To make a prairie it takes a clover and one bee,—
One clover, and a bee,
The revery alone will do
If bees are few.
— Emily Dickinson, 1830-1886
Over the years, my research projects have spanned user interfaces, software engineering and type theory, but they all share a common goal: to make it easier to produce usable, reliable software. When you observe the work practice of an experienced professional, like a surgeon or a car mechanic, you see efficient, graceful use of task-appropriate tools. In contrast, if you watch an experienced software developer doing an every-day task, you see fumbling, confusion and frustration. Software developers are every bit as trained and talented, but their tools and processes are often poorly suited for their tasks.

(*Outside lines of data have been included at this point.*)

use serde::{Deserialize, Serialize};
use std::path::PathBuf;

/// Attempts are never allowed past this, whatever the configuration says.
pub const HARD_MAX_ATTEMPTS: usize = 5;

#[derive(Debug, Clone, Default, Serialize, Deserialize)]
pub struct MendConfig {
    #[serde(default)]
    pub runner: RunnerConfig,
    #[serde(default)]
    pub retry: RetryConfig,
    #[serde(default)]
    pub healing: HealingConfig,
    #[serde(default)]
    pub imports: ImportsConfig,
    #[serde(default)]
    pub assistant: AssistantConfig,
}

#[derive(Debug, Clone, Serialize, Deserialize)]
pub struct RunnerConfig {
    /// Program and leading arguments; the script path is appended.
    #[serde(default = "default_runner_command")]
    pub command: Vec<String>,
    #[serde(default = "default_visible_flag")]
    pub visible_flag: Option<String>,
    #[serde(default)]
    pub headless_flag: Option<String>,
    /// Where the script text is written, relative to the work dir.
    #[serde(default = "default_script_path")]
    pub script_path: PathBuf,
    #[serde(default = "default_runner_timeout_secs")]
    pub timeout_secs: u64,
}

impl Default for RunnerConfig {
    fn default() -> Self {
        Self {
            command: default_runner_command(),
            visible_flag: default_visible_flag(),
            headless_flag: None,
            script_path: default_script_path(),
            timeout_secs: default_runner_timeout_secs(),
        }
    }
}

fn default_runner_command() -> Vec<String> {
    vec!["npx".to_string(), "playwright".to_string(), "test".to_string()]
}

fn default_visible_flag() -> Option<String> {
    Some("--headed".to_string())
}

fn default_script_path() -> PathBuf {
    PathBuf::from("tests").join("generated.spec.ts")
}

fn default_runner_timeout_secs() -> u64 {
    300
}

#[derive(Debug, Clone, Serialize, Deserialize)]
pub struct RetryConfig {
    #[serde(default = "default_max_attempts")]
    pub max_attempts: usize,
}

impl Default for RetryConfig {
    fn default() -> Self {
        Self {
            max_attempts: default_max_attempts(),
        }
    }
}

impl RetryConfig {
    /// Configured attempts, clamped to `1..=HARD_MAX_ATTEMPTS`.
    pub fn effective_max_attempts(&self) -> usize {
        self.max_attempts.clamp(1, HARD_MAX_ATTEMPTS)
    }
}

fn default_max_attempts() -> usize {
    HARD_MAX_ATTEMPTS
}

#[derive(Debug, Clone, Serialize, Deserialize)]
pub struct HealingConfig {
    /// Directories (relative to the work dir) holding locator and page-object sources.
    #[serde(default = "default_locator_dirs")]
    pub locator_dirs: Vec<PathBuf>,
    #[serde(default = "default_source_extensions")]
    pub source_extensions: Vec<String>,
    /// Visible text longer than this is not turned into a text selector.
    #[serde(default = "default_text_length_limit")]
    pub text_length_limit: usize,
}

impl Default for HealingConfig {
    fn default() -> Self {
        Self {
            locator_dirs: default_locator_dirs(),
            source_extensions: default_source_extensions(),
            text_length_limit: default_text_length_limit(),
        }
    }
}

fn default_locator_dirs() -> Vec<PathBuf> {
    ["locators", "pages", "page-objects", "tests/locators", "tests/pages"]
        .iter()
        .map(PathBuf::from)
        .collect()
}

fn default_source_extensions() -> Vec<String> {
    ["ts", "js", "mjs", "cjs", "tsx", "jsx"]
        .iter()
        .map(|s| s.to_string())
        .collect()
}

fn default_text_length_limit() -> usize {
    50
}

#[derive(Debug, Clone, Serialize, Deserialize)]
pub struct ImportsConfig {
    /// Suffix appended to extensionless relative imports.
    #[serde(default = "default_import_extension")]
    pub extension: String,
}

impl Default for ImportsConfig {
    fn default() -> Self {
        Self {
            extension: default_import_extension(),
        }
    }
}

fn default_import_extension() -> String {
    ".js".to_string()
}

#[derive(Debug, Clone, Serialize, Deserialize)]
pub struct AssistantConfig {
    /// Chat-completions endpoint. No endpoint disables the rewrite fallback.
    #[serde(default)]
    pub endpoint: Option<String>,
    #[serde(default = "default_model")]
    pub model: String,
    /// Name of the environment variable holding the API key.
    #[serde(default = "default_api_key_env")]
    pub api_key_env: String,
    #[serde(default = "default_assistant_timeout_secs")]
    pub timeout_secs: u64,
    /// Tail of the full log sent along with the context excerpt.
    #[serde(default = "default_max_log_chars")]
    pub max_log_chars: usize,
}

impl Default for AssistantConfig {
    fn default() -> Self {
        Self {
            endpoint: None,
            model: default_model(),
            api_key_env: default_api_key_env(),
            timeout_secs: default_assistant_timeout_secs(),
            max_log_chars: default_max_log_chars(),
        }
    }
}

fn default_model() -> String {
    "gpt-4o-mini".to_string()
}

fn default_api_key_env() -> String {
    "MEND_API_KEY".to_string()
}

fn default_assistant_timeout_secs() -> u64 {
    60
}

fn default_max_log_chars() -> usize {
    4000
}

My group at Microsoft Research, Human Interactions in Programming (HIP), applies user-centered design to software development: studying developers both in the lab and in the field; understanding what is difficult about their typical tasks; building new tools to make those tasks easier; and evaluating those tools with developers. My recent research studies recommender systems for team newcomers, the use of spatial memory to navigate large code bases, retaining knowledge in long-lived projects, and patterns of communication and interruption in co-located and geographically distributed development teams.
- Robert DeLine, Making CHASE Mainstream (Keynote at CHASE Workshop), 17 May 2009.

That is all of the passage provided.